King was unyielding before these attacks. To clarify his opposition to Malcolm X's separatist vision, King refused to appear on any platform with him, effectively banning Malcolm from the community of respect. The other heads of the principal civil rights organizations, the NAACP's Roy Wilkins and the Urban League's Whitney Young joined King in enforcing this ban. It was only in the last year of Malcolm's life, when the civil rights cause was all but won, and wen Malcolm had left the Nation of Islam and rejected its racism, that King finally relented and agreed to appear in the now famous photograph of the two that became iconic after their deaths.

Yet this very reconciliation more a concession on Malcolm's part than King's could argue for the appropriateness of Malcolm's place in a "civil rights" museum. Malcolm certainly earned an important place in any historical tribute to the struggle of the descendants of Africans to secure dignity, equality, and respect in a society that had brought them to its shores as slaves. Malcolm's understanding of the psychology of oppression, his courage in asserting the self-confidence and pride of black Americans might even make him worthy of inclusion in the temple of a man who was never a racist and whose movement he scorned.
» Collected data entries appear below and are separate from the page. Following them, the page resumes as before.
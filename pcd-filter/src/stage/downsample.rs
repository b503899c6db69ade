use pcd_core::pointcloud::{
    decimation::decimator::{PointCloudDecimator, RandomDecimator},
    point::PointCloud,
};

use super::{FilterStage, StageContext, StageKind};
use crate::error::FilterError;

/// Random subsampling to a point budget, skipped when already within it.
pub struct DownsampleStage {
    kind: StageKind,
    decimator: RandomDecimator,
}

impl DownsampleStage {
    pub fn new(kind: StageKind, target: usize, seed: Option<u64>) -> Self {
        Self {
            kind,
            decimator: RandomDecimator::new(target, seed),
        }
    }
}

impl FilterStage for DownsampleStage {
    fn kind(&self) -> StageKind {
        self.kind
    }

    fn apply(
        &self,
        point_cloud: PointCloud,
        ctx: &mut StageContext<'_>,
    ) -> Result<PointCloud, FilterError> {
        ctx.token.check()?;
        Ok(self.decimator.decimate(point_cloud))
    }
}
use std::collections::HashSet;

use rand::{rngs::StdRng, Rng, SeedableRng};
use rand_distr::Normal;

use pcd_core::pointcloud::point::{Point, PointCloud};
use pcd_filter::{
    grid::GridSurfaceEstimator, interpolation::SurfaceInterpolator, residual::ResidualFilter,
    CancellationToken, FilterConfig, FilterPipeline, FilterWarning, NoopObserver,
};

const SPIKE_SOURCE_ID: u16 = 7;

fn plane(x: f64, y: f64) -> f64 {
    2.0 * x + 3.0 * y
}

/// 100 x 100 lattice over [0, 100]^2 on the plane z = 2x + 3y with
/// N(0, 0.01) noise, plus 20 points raised by 50.
///
/// The spikes sit at cell centres of a 20 x 20 grid over the same extent,
/// away from the neighbourhoods used to estimate grid nodes.
fn noisy_plane_with_spikes(seed: u64) -> PointCloud {
    let mut rng = StdRng::seed_from_u64(seed);
    let noise = Normal::new(0.0, 0.01).unwrap();
    let spacing = 100.0 / 99.0;

    let mut points = Vec::with_capacity(10_020);
    for i in 0..100 {
        for j in 0..100 {
            let (x, y) = (i as f64 * spacing, j as f64 * spacing);
            let mut p = Point::new(x, y, plane(x, y) + rng.sample(noise));
            p.attributes.intensity = (i * 100 + j) as u16;
            points.push(p);
        }
    }

    let cell = 100.0 / 19.0;
    for k in 0..20 {
        let ci = (k % 10) * 2;
        let cj = (k / 10) * 9 + 4;
        let (x, y) = ((ci as f64 + 0.5) * cell, (cj as f64 + 0.5) * cell);
        let mut p = Point::new(x, y, plane(x, y) + 50.0 + rng.sample(noise));
        p.attributes.point_source_id = SPIKE_SOURCE_ID;
        points.push(p);
    }

    PointCloud::new(points)
}

#[test]
fn pipeline_removes_injected_spikes() {
    let config = FilterConfig {
        grid_resolution: 20,
        neighbors: 8,
        residual_sigma: 2.0,
        global_sigma: 3.0,
        target_points: 10_000,
        seed: Some(11),
        ..Default::default()
    };
    let pipeline = FilterPipeline::from_config(&config).unwrap();
    let input = noisy_plane_with_spikes(42);
    assert_eq!(input.len(), 10_020);

    let report = pipeline
        .run(input, &NoopObserver, &CancellationToken::new())
        .unwrap();

    let spikes = report
        .cloud
        .points
        .iter()
        .filter(|p| p.attributes.point_source_id == SPIKE_SOURCE_ID)
        .count();
    let clean = report.cloud.len() - spikes;

    assert_eq!(spikes, 0);
    assert!(clean >= 9_900, "only {} clean points retained", clean);
    assert!(report.cloud.len() <= 10_000);
    for p in &report.cloud.points {
        // attributes stayed with their own coordinates
        let i = (p.attributes.intensity / 100) as f64;
        assert_eq!(p.x, i * (100.0 / 99.0));
    }
}

/// 10,000 points drawn uniformly over [0, 100]^2 on the same plane plus 20
/// spikes at uniformly drawn positions, so spikes may fall inside the
/// neighbourhoods of grid nodes.
fn uniform_plane_with_spikes(seed: u64) -> PointCloud {
    let mut rng = StdRng::seed_from_u64(seed);
    let noise = Normal::new(0.0, 0.01).unwrap();

    let mut points = Vec::with_capacity(10_020);
    for i in 0..10_020 {
        let (x, y) = (rng.random_range(0.0..100.0_f64), rng.random_range(0.0..100.0_f64));
        let mut p = Point::new(x, y, plane(x, y) + rng.sample(noise));
        if i >= 10_000 {
            p.z += 50.0;
            p.attributes.point_source_id = SPIKE_SOURCE_ID;
        }
        points.push(p);
    }
    PointCloud::new(points)
}

#[test]
fn pipeline_removes_uniformly_placed_spikes() {
    for seed in 0..20 {
        let config = FilterConfig {
            grid_resolution: 20,
            neighbors: 8,
            residual_sigma: 2.0,
            global_sigma: 3.0,
            target_points: 10_000,
            seed: Some(seed),
            ..Default::default()
        };
        let report = FilterPipeline::from_config(&config)
            .unwrap()
            .run(
                uniform_plane_with_spikes(seed),
                &NoopObserver,
                &CancellationToken::new(),
            )
            .unwrap();

        let spikes = report
            .cloud
            .points
            .iter()
            .filter(|p| p.attributes.point_source_id == SPIKE_SOURCE_ID)
            .count();
        let clean = report.cloud.len() - spikes;

        assert_eq!(spikes, 0, "seed {}: spikes survived", seed);
        assert!(clean >= 9_900, "seed {}: only {} clean points retained", seed, clean);
    }
}

#[test]
fn collinear_cloud_is_retained() {
    let input = PointCloud::new(vec![
        Point::new(0.0, 0.0, 1.0),
        Point::new(1.0, 2.0, 9.0),
        Point::new(2.0, 4.0, -3.0),
    ]);

    // the surface components tolerate the degenerate input on their own
    let token = CancellationToken::new();
    let mut warnings = Vec::new();
    let surface = GridSurfaceEstimator::new(100, 10)
        .estimate(&input, &token, &mut warnings)
        .unwrap()
        .unwrap();
    assert_eq!(surface.elevations.len(), 10_000);
    let _ = SurfaceInterpolator::new(surface).predict_or_observed(&input);

    let pipeline = FilterPipeline::from_config(&FilterConfig::default()).unwrap();
    let report = pipeline
        .run(input.clone(), &NoopObserver, &token)
        .unwrap();

    assert_eq!(report.cloud, input);
    assert!(report.lacks_prediction());
    assert!(report
        .warnings
        .iter()
        .any(|w| matches!(w, FilterWarning::DegenerateGeometry { .. })));
}

#[test]
fn axis_aligned_line_is_retained() {
    let input: PointCloud = (0..50)
        .map(|i| Point::new(3.0, i as f64, if i == 25 { 900.0 } else { 1.0 }))
        .collect::<Vec<_>>()
        .into();
    let config = FilterConfig {
        grid_resolution: 10,
        neighbors: 4,
        global_sigma: 100.0,
        ..Default::default()
    };

    let report = FilterPipeline::from_config(&config)
        .unwrap()
        .run(input.clone(), &NoopObserver, &CancellationToken::new())
        .unwrap();

    assert_eq!(report.cloud, input);
    assert!(report.lacks_prediction());
}

#[test]
fn points_outside_hull_always_survive() {
    let mut rng = StdRng::seed_from_u64(3);
    let mut points = Vec::new();
    for _ in 0..2_000 {
        let (x, y) = (rng.random_range(0.0..50.0), rng.random_range(0.0..50.0));
        points.push(Point::new(x, y, 0.2 * x + rng.random_range(-0.5..0.5)));
    }
    let inner = PointCloud::new(points.clone());

    // far outside the inner extent, with absurd elevations
    points.push(Point::new(-10.0, 25.0, 1e4));
    points.push(Point::new(80.0, 80.0, -1e4));
    let full = PointCloud::new(points);

    let surface = GridSurfaceEstimator::new(15, 6)
        .estimate(&inner, &CancellationToken::new(), &mut Vec::new())
        .unwrap()
        .unwrap();
    let predictions = SurfaceInterpolator::new(surface).predict_or_observed(&full);
    assert_eq!(predictions.defined, 2_000);

    for sigma in [0.0, 0.5, 2.0] {
        let (mask, _) = ResidualFilter::new(sigma).mask(&full, &predictions.values);
        assert!(mask[2_000] && mask[2_001]);
    }
}

#[test]
fn stages_only_ever_subset() {
    let mut rng = StdRng::seed_from_u64(9);
    let points: Vec<Point> = (0..3_000)
        .map(|i| {
            let (x, y) = (rng.random_range(0.0..200.0_f64), rng.random_range(0.0..80.0_f64));
            let mut z = (x * 0.05).sin() * 4.0 + y * 0.1 + rng.random_range(-0.3..0.3);
            if i % 97 == 0 {
                z += rng.random_range(-60.0..60.0);
            }
            let mut p = Point::new(x, y, z);
            p.attributes.gps_time = Some(i as f64);
            p
        })
        .collect();
    let input = PointCloud::new(points);
    let ids: HashSet<u64> = input
        .points
        .iter()
        .map(|p| p.attributes.gps_time.unwrap() as u64)
        .collect();

    let configs = [
        FilterConfig {
            grid_resolution: 30,
            neighbors: 5,
            target_points: 5_000,
            seed: Some(1),
            ..Default::default()
        },
        FilterConfig {
            grid_resolution: 2,
            neighbors: 50,
            residual_sigma: 0.5,
            global_sigma: 1.5,
            target_points: 1_000,
            seed: Some(2),
            ..Default::default()
        },
        FilterConfig {
            grid_resolution: 1,
            neighbors: 1,
            target_points: 4_000,
            seed: Some(3),
            ..Default::default()
        },
    ];

    for config in configs {
        let report = FilterPipeline::from_config(&config)
            .unwrap()
            .run(input.clone(), &NoopObserver, &CancellationToken::new())
            .unwrap();

        assert!(report.cloud.len() <= input.len());
        assert!(report.cloud.len() <= config.target_points);
        let mut seen = HashSet::new();
        for p in &report.cloud.points {
            let id = p.attributes.gps_time.unwrap() as u64;
            assert!(ids.contains(&id));
            assert!(seen.insert(id), "point {} duplicated", id);
        }
        for stage in &report.stages {
            assert!(stage.points_after <= stage.points_before);
        }
    }
}

#[test]
fn million_points_reach_exact_budget() {
    let mut rng = StdRng::seed_from_u64(2024);
    let noise = Normal::new(0.0, 0.05).unwrap();
    let points: Vec<Point> = (0..1_000_000)
        .map(|_| {
            let (x, y) = (rng.random_range(0.0..1000.0), rng.random_range(0.0..1000.0));
            Point::new(x, y, 0.01 * x + 0.02 * y + rng.sample(noise))
        })
        .collect();
    let config = FilterConfig {
        target_points: 500_000,
        seed: Some(8),
        ..Default::default()
    };

    let report = FilterPipeline::from_config(&config)
        .unwrap()
        .run(PointCloud::new(points), &NoopObserver, &CancellationToken::new())
        .unwrap();

    assert_eq!(report.cloud.len(), 500_000);
    assert_eq!(report.stages[0].points_after, 1_000_000);
    assert_eq!(report.stages[1].removed(), 0);
}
But what of Elijah Muhammad? What is a racist and religious cultist doing in a monument to Martin Luther King? This is a truly perverse intrusion. The teachings of Elijah Muhammad mirror the white supremacist doctrines of the Southern racists whose rule King fought. According to Muhammad's teachings, white people were invented six thousand years ago by a mad scientist named Yacub in a failed experiment to dilute the blood of the original human beings, who were black. The result was a morally tainted strain of humanity, "white devils," who went on to devastate the world and oppress all other human beings, and whom God would one day destroy in a liberating Armageddon. Why is the image of this bizarre fringe racist blown up several times life-size to form the iconography of a National Civil Rights Museum? It is as though someone had placed a portrait of the leader of the Hale-Bopp Comet cult in the Jefferson Memorial.